### DATASET CONTENT
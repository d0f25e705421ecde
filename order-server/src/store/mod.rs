//! Store seams consumed by the lifecycle and the browse read path.
//!
//! The store is an opaque transactional collaborator: the lifecycle
//! only ever reads rows, computes full next rows and commits them
//! through conditional whole-row updates. [`memory::MemoryStore`] is
//! the in-process reference implementation backing tests and the
//! standalone binary.

pub mod memory;

pub use memory::MemoryStore;

use async_trait::async_trait;
use shared::catalog::{DishView, Setmeal};
use shared::order::{AddressEntry, CartItem, CartSelection, Order, OrderItem, OrderStatus};
use thiserror::Error;

/// Store error types
#[derive(Debug, Error)]
pub enum StoreError {
    #[error("Not found: {0}")]
    NotFound(String),

    #[error("Duplicate: {0}")]
    Duplicate(String),

    /// Optimistic whole-row update lost the race: the stored version
    /// no longer matches the one the caller read.
    #[error("Version conflict: {0}")]
    VersionConflict(String),

    #[error("Store failure: {0}")]
    Internal(String),
}

/// Result type for store operations
pub type StoreResult<T> = Result<T, StoreError>;

/// Order rows and their detail rows.
#[async_trait]
pub trait OrderStore: Send + Sync {
    /// Persist a freshly submitted order: the order row, its detail
    /// rows and the clearing of the submitting user's cart commit as
    /// one unit. Partial application must never be observable.
    ///
    /// Assigns row ids; returns the stored order.
    async fn submit(&self, order: Order, items: Vec<OrderItem>) -> StoreResult<Order>;

    async fn get(&self, id: i64) -> StoreResult<Option<Order>>;

    /// Lookup by business key (order number).
    async fn get_by_number(&self, number: &str) -> StoreResult<Option<Order>>;

    /// Conditional whole-row update: commits only if the stored
    /// version still matches `order.version`, bumping it on success.
    async fn update(&self, order: &Order) -> StoreResult<Order>;

    /// Range scan for the sweeps: all orders in `status` whose
    /// order_time is strictly before `cutoff` (unix millis).
    async fn query_by_status_and_time_before(
        &self,
        status: OrderStatus,
        cutoff: i64,
    ) -> StoreResult<Vec<Order>>;

    async fn items_of(&self, order_id: i64) -> StoreResult<Vec<OrderItem>>;

    async fn count_by_status(&self, status: OrderStatus) -> StoreResult<u64>;
}

/// Per-user shopping-cart rows.
#[async_trait]
pub trait CartStore: Send + Sync {
    async fn list_by_user(&self, user_id: i64) -> StoreResult<Vec<CartItem>>;

    /// Find the row matching a (dish-or-setmeal, flavor) selection.
    async fn find(&self, user_id: i64, selection: &CartSelection)
    -> StoreResult<Option<CartItem>>;

    /// Insert a row, assigning its id.
    async fn insert(&self, item: CartItem) -> StoreResult<CartItem>;

    async fn insert_batch(&self, items: Vec<CartItem>) -> StoreResult<()>;

    async fn update(&self, item: &CartItem) -> StoreResult<()>;

    async fn delete(&self, user_id: i64, id: i64) -> StoreResult<()>;

    async fn delete_by_user(&self, user_id: i64) -> StoreResult<()>;
}

/// Address-book rows, read-only from the lifecycle's point of view.
#[async_trait]
pub trait AddressBookStore: Send + Sync {
    async fn get(&self, id: i64) -> StoreResult<Option<AddressEntry>>;
}

/// Catalogue rows feeding the browse read path and the cart service.
#[async_trait]
pub trait CatalogStore: Send + Sync {
    /// All known category ids, used to seed the existence filter.
    async fn category_ids(&self) -> StoreResult<Vec<i64>>;

    /// Enabled dishes of a category, flavors attached.
    async fn dishes_by_category(&self, category_id: i64) -> StoreResult<Vec<DishView>>;

    /// Enabled set meals of a category.
    async fn setmeals_by_category(&self, category_id: i64) -> StoreResult<Vec<Setmeal>>;

    async fn dish(&self, id: i64) -> StoreResult<Option<shared::catalog::Dish>>;

    async fn setmeal(&self, id: i64) -> StoreResult<Option<Setmeal>>;
}
//! Catalogue domain types
//!
//! Categories, dishes (with flavors) and set meals, plus the semantic
//! cache-key contract used by the browse read path.

use rust_decimal::Decimal;
use serde::{Deserialize, Serialize};

// =============================================================================
// Cache key contract
// =============================================================================

/// Query family of a cached catalogue result.
///
/// The cache key format `"<Namespace>::<CategoryId>"` is a public
/// contract: the existence filter is rebuilt from catalogue state at
/// startup, so keys must be reproducible across restarts.
#[derive(Debug, Clone, Copy, Serialize, Deserialize, PartialEq, Eq, Hash)]
pub enum CacheNamespace {
    Dish,
    Setmeal,
}

impl CacheNamespace {
    pub const ALL: [CacheNamespace; 2] = [CacheNamespace::Dish, CacheNamespace::Setmeal];

    pub fn as_str(&self) -> &'static str {
        match self {
            CacheNamespace::Dish => "DishCache",
            CacheNamespace::Setmeal => "SetmealCache",
        }
    }

    /// Build the semantic cache key for a category.
    pub fn key(&self, category_id: i64) -> String {
        format!("{}::{}", self.as_str(), category_id)
    }
}

// =============================================================================
// Catalogue rows
// =============================================================================

#[derive(Debug, Clone, Serialize, Deserialize)]
pub struct Category {
    pub id: i64,
    pub name: String,
    pub sort_order: i32,
    pub enabled: bool,
}

#[derive(Debug, Clone, Serialize, Deserialize)]
pub struct Dish {
    pub id: i64,
    pub category_id: i64,
    pub name: String,
    pub price: Decimal,
    pub image: Option<String>,
    pub description: Option<String>,
    /// Only enabled dishes are served on the browse read path.
    pub enabled: bool,
}

/// A selectable flavor of a dish, e.g. ("spiciness", "mild | hot").
#[derive(Debug, Clone, Serialize, Deserialize)]
pub struct DishFlavor {
    pub id: i64,
    pub dish_id: i64,
    pub name: String,
    pub value: String,
}

/// The browse-path view of a dish: the row plus its flavors. This is
/// the unit that gets serialized into the result cache.
#[derive(Debug, Clone, Serialize, Deserialize)]
pub struct DishView {
    #[serde(flatten)]
    pub dish: Dish,
    pub flavors: Vec<DishFlavor>,
}

#[derive(Debug, Clone, Serialize, Deserialize)]
pub struct Setmeal {
    pub id: i64,
    pub category_id: i64,
    pub name: String,
    pub price: Decimal,
    pub image: Option<String>,
    pub description: Option<String>,
    pub enabled: bool,
}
######
#### TASK DESCRIPTION
Each line from the first line of the listing through the line with "for store operations" must be output exactly, both ends included, and no other line may appear.

#### WORKED SOLUTION
repository d0f25e705421ecde
filename order-server/src/store/mod.rs
//! Store seams consumed by the lifecycle and the browse read path.
//!
//! The store is an opaque transactional collaborator: the lifecycle
//! only ever reads rows, computes full next rows and commits them
//! through conditional whole-row updates. [`memory::MemoryStore`] is
//! the in-process reference implementation backing tests and the
//! standalone binary.

pub mod memory;

pub use memory::MemoryStore;

use async_trait::async_trait;
use shared::catalog::{DishView, Setmeal};
use shared::order::{AddressEntry, CartItem, CartSelection, Order, OrderItem, OrderStatus};
use thiserror::Error;

/// Store error types
#[derive(Debug, Error)]
pub enum StoreError {
    #[error("Not found: {0}")]
    NotFound(String),

    #[error("Duplicate: {0}")]
    Duplicate(String),

    /// Optimistic whole-row update lost the race: the stored version
    /// no longer matches the one the caller read.
    #[error("Version conflict: {0}")]
    VersionConflict(String),

    #[error("Store failure: {0}")]
    Internal(String),
}

/// Result type for store operations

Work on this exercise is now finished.